La Belle de Gaza

Affiche La Belle de Gaza
Réalisé par Yolande Zauberman
Pays de production France
Année 2024
Durée
Genre Documentaire
Distributeur Sister Distribution
Age légal 16 ans
Age suggéré 16 ans
N° cinéfeuilles 923

Critique

Autrice sans fards ni conventions, la cinéaste française Yolande Zauberman n’a de cesse d’ouvrir aux autres un espace cinématographique hors du temps. Explorant la société israélo-palestinienne au-delà de ses tabous depuis dix ans, elle arpente encore une fois les rues faussement endormies de Tel-Aviv pour ce 3e volet de La trilogie de la nuit, à la recherche de la belle de Gaza, une femme transgenre gazaouie qui aurait rejoint Tel-Aviv à pied.

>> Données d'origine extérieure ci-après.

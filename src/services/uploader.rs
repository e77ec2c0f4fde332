// SPDX-License-Identifier: MIT

//! Resilient upload of a GPX artifact to Strava.
//!
//! One invocation makes at most two upload attempts and at most one token
//! refresh. There is deliberately no retry loop and no backoff: Strava's
//! rate limit is enforced on their side, and anything other than an expired
//! access token surfaces to the caller immediately.

use crate::error::AppError;
use crate::services::store::CredentialStore;
use crate::services::strava::{StravaClient, UploadResponse};
use crate::services::token::TokenExchanger;
use std::path::Path;

/// Outcome of a single upload attempt.
enum Attempt {
    Created(UploadResponse),
    TokenExpired,
    Failed(AppError),
}

pub struct ResilientUploader {
    client: StravaClient,
    exchanger: TokenExchanger,
    store: CredentialStore,
}

impl ResilientUploader {
    pub fn new(client: StravaClient, exchanger: TokenExchanger, store: CredentialStore) -> Self {
        Self {
            client,
            exchanger,
            store,
        }
    }

    /// Upload an artifact, refreshing the access token once if it has
    /// expired.
    ///
    /// Flow: load credentials, attempt; on token expiry refresh via the
    /// exchanger, re-read the store, attempt exactly once more. A second
    /// expiry, or a refresh the platform refuses, is terminal and requires
    /// the operator to redo the OAuth handshake.
    pub async fn upload(
        &self,
        artifact: &Path,
        name: &str,
        description: &str,
    ) -> Result<UploadResponse, AppError> {
        let gpx = tokio::fs::read(artifact).await?;
        let filename = artifact
            .file_name()
            .and_then(|n| n.to_str())
            .unwrap_or("activity.gpx")
            .to_string();

        let credentials = self.store.load().await?;

        match self
            .attempt(&credentials.access_token, &gpx, &filename, name, description)
            .await
        {
            Attempt::Created(response) => Ok(response),
            Attempt::Failed(err) => Err(err),
            Attempt::TokenExpired => {
                tracing::info!("Access token expired, refreshing once before retry");

                self.exchanger
                    .exchange(None, Some(&credentials.refresh_token))
                    .await
                    .map_err(|e| {
                        if e.is_grant_rejection() {
                            AppError::ReauthRequired
                        } else {
                            e
                        }
                    })?;

                // Re-read rather than trusting the in-flight copy; the store
                // owns the record.
                let credentials = self.store.load().await?;

                match self
                    .attempt(&credentials.access_token, &gpx, &filename, name, description)
                    .await
                {
                    Attempt::Created(response) => Ok(response),
                    Attempt::TokenExpired => Err(AppError::ReauthRequired),
                    Attempt::Failed(err) => Err(err),
                }
            }
        }
    }

    async fn attempt(
        &self,
        access_token: &str,
        gpx: &[u8],
        filename: &str,
        name: &str,
        description: &str,
    ) -> Attempt {
        match self
            .client
            .upload_activity(access_token, gpx.to_vec(), filename, name, description)
            .await
        {
            Ok(response) => Attempt::Created(response),
            Err(AppError::AuthExpired) => Attempt::TokenExpired,
            Err(err) => Attempt::Failed(err),
        }
    }
}
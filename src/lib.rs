// SPDX-License-Identifier: MIT

//! Strava-Relay: JSON activity exports to Strava, via GPX
//!
//! This crate provides the backend for converting fitness-activity JSON
//! (GPS track plus optional heart rate) into GPX files and uploading them
//! to Strava, refreshing expired OAuth tokens along the way.

pub mod config;
pub mod error;
pub mod middleware;
pub mod models;
pub mod routes;
pub mod services;
pub mod time_utils;

use config::Config;
use services::{CredentialStore, StravaClient};

/// Shared application state.
pub struct AppState {
    pub config: Config,
    pub store: CredentialStore,
    pub strava: StravaClient,
}
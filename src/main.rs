// SPDX-License-Identifier: MIT

//! Strava-Relay API Server
//!
//! Accepts fitness-activity JSON, converts it to GPX and uploads the result
//! to the authorised Strava account.

use std::sync::Arc;
use strava_relay::{
    config::Config,
    services::{CredentialStore, StravaClient},
    AppState,
};
use tracing_subscriber::{layer::SubscriberExt, util::SubscriberInitExt};

#[tokio::main]
async fn main() -> Result<(), Box<dyn std::error::Error>> {
    init_logging();

    // Load configuration from environment
    let config = Config::from_env().expect("Failed to load configuration");
    tracing::info!(port = config.port, "Starting Strava-Relay API");

    // Working directories for staged JSON and encoded GPX
    tokio::fs::create_dir_all(config.json_dir()).await?;
    tokio::fs::create_dir_all(config.gpx_dir()).await?;
    tracing::info!(data_dir = %config.data_dir.display(), "Working directories ready");

    let store = CredentialStore::new(&config.data_dir);
    let strava = StravaClient::new(
        config.strava_client_id.clone(),
        config.strava_client_secret.clone(),
    );

    // Build shared state
    let state = Arc::new(AppState {
        config: config.clone(),
        store,
        strava,
    });

    // Build router
    let app = strava_relay::routes::create_router(state);

    // Start server
    let addr = format!("0.0.0.0:{}", config.port);
    let listener = tokio::net::TcpListener::bind(&addr).await?;
    tracing::info!(address = %addr, "Server listening");

    axum::serve(listener, app).await?;
    Ok(())
}

/// Initialize structured JSON logging.
fn init_logging() {
    let format = tracing_subscriber::fmt::layer()
        .json()
        .with_target(false)
        .with_current_span(true)
        .flatten_event(true);

    tracing_subscriber::registry()
        .with(
            tracing_subscriber::EnvFilter::from_default_env()
                .add_directive("strava_relay=debug".parse().unwrap())
                .add_directive("info".parse().unwrap()),
        )
        .with(format)
        .init();
}
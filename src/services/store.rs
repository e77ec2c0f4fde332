// SPDX-License-Identifier: MIT

//! Single-tenant credential store.
//!
//! One JSON file holds the credentials of the one authorised account. The
//! store is an owned object injected into the exchanger and uploader rather
//! than ambient global state; only the token exchanger writes it. Two
//! overlapping refresh cycles can race on the file - an accepted limitation
//! of the single-tenant design.

use crate::error::AppError;
use crate::models::CredentialRecord;
use std::path::{Path, PathBuf};

/// File name under the data directory.
const CREDENTIAL_FILE: &str = "authorised-user-info.json";

#[derive(Debug, Clone)]
pub struct CredentialStore {
    path: PathBuf,
}

impl CredentialStore {
    pub fn new(data_dir: &Path) -> Self {
        Self {
            path: data_dir.join(CREDENTIAL_FILE),
        }
    }

    /// Load the current credential record.
    ///
    /// A missing file means nobody has authorised the app yet, which is the
    /// same operator action as an expired refresh token: `ReauthRequired`.
    pub async fn load(&self) -> Result<CredentialRecord, AppError> {
        let raw = match tokio::fs::read_to_string(&self.path).await {
            Ok(raw) => raw,
            Err(e) if e.kind() == std::io::ErrorKind::NotFound => {
                return Err(AppError::ReauthRequired)
            }
            Err(e) => return Err(e.into()),
        };

        serde_json::from_str(&raw)
            .map_err(|e| AppError::Internal(anyhow::anyhow!("Corrupt credential file: {}", e)))
    }

    /// Overwrite the credential record.
    pub async fn save(&self, record: &CredentialRecord) -> Result<(), AppError> {
        if let Some(parent) = self.path.parent() {
            tokio::fs::create_dir_all(parent).await?;
        }

        let json = serde_json::to_string_pretty(record)
            .map_err(|e| AppError::Internal(anyhow::anyhow!("Credential serialization: {}", e)))?;

        tokio::fs::write(&self.path, json).await?;
        tracing::debug!(path = %self.path.display(), "Credential record saved");
        Ok(())
    }
}
// SPDX-License-Identifier: MIT

//! Waypoint alignment: rebuilds the segmented, time-ordered track from the
//! flattened parallel series and attaches heart rate by nearest-prior lookup.

use crate::models::ParsedActivity;
use chrono::{DateTime, Utc};

/// A single time-stamped track point.
#[derive(Debug, Clone, PartialEq)]
pub struct TrackPoint {
    pub lat: f64,
    pub lon: f64,
    /// Elevation in meters
    pub ele: f64,
    /// Absolute UTC time (activity start + elapsed seconds)
    pub time: DateTime<Utc>,
    /// Interpolated heart rate, when the record carries a heart-rate series
    pub heart_rate: Option<u16>,
}

/// One continuous period of movement.
#[derive(Debug, Clone, Default, PartialEq)]
pub struct TrackSegment {
    pub points: Vec<TrackPoint>,
}

/// Rebuild ordered track segments from a validated activity.
///
/// "start" and "resume" markers open a new segment; every other marker
/// appends to the open segment. Validation guarantees the first marker is
/// "start", so the defensive open below is unreachable for records that came
/// through `ActivityRecord::validate`.
pub fn align(activity: &ParsedActivity) -> Vec<TrackSegment> {
    let mut segments: Vec<TrackSegment> = Vec::new();

    for (i, marker) in activity.markers.iter().enumerate() {
        if marker.opens_segment() || segments.is_empty() {
            segments.push(TrackSegment::default());
        }

        let elapsed = activity.elapsed_secs[i];
        let time = activity.start_time
            + chrono::Duration::milliseconds((elapsed * 1000.0).round() as i64);

        let heart_rate = activity
            .heart_rate
            .as_ref()
            .and_then(|hr| hr.sample_at(elapsed));

        let segment = segments.last_mut().expect("segment opened above");
        segment.points.push(TrackPoint {
            lat: activity.latitudes[i],
            lon: activity.longitudes[i],
            ele: activity.altitudes[i],
            time,
            heart_rate,
        });
    }

    segments
}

Pendant qu’elle tournait M, son précédent documentaire multi-primé, traçant le parcours d’un homme abusé dans son enfance par un prédateur sexuel de sa communauté orthodoxe (César du Meilleur documentaire en 2020), Yolande Zauberman aurait aperçu une sublime Palestinienne sur le trottoir des nuits d’Hatnufa, quartier incandescent de Tel-Aviv. La Belle de Gaza, comme elle l’a nommée dans son esprit, partage l’histoire difficile de toutes ces femmes trans se réfugiant dans la noirceur de la nuit. 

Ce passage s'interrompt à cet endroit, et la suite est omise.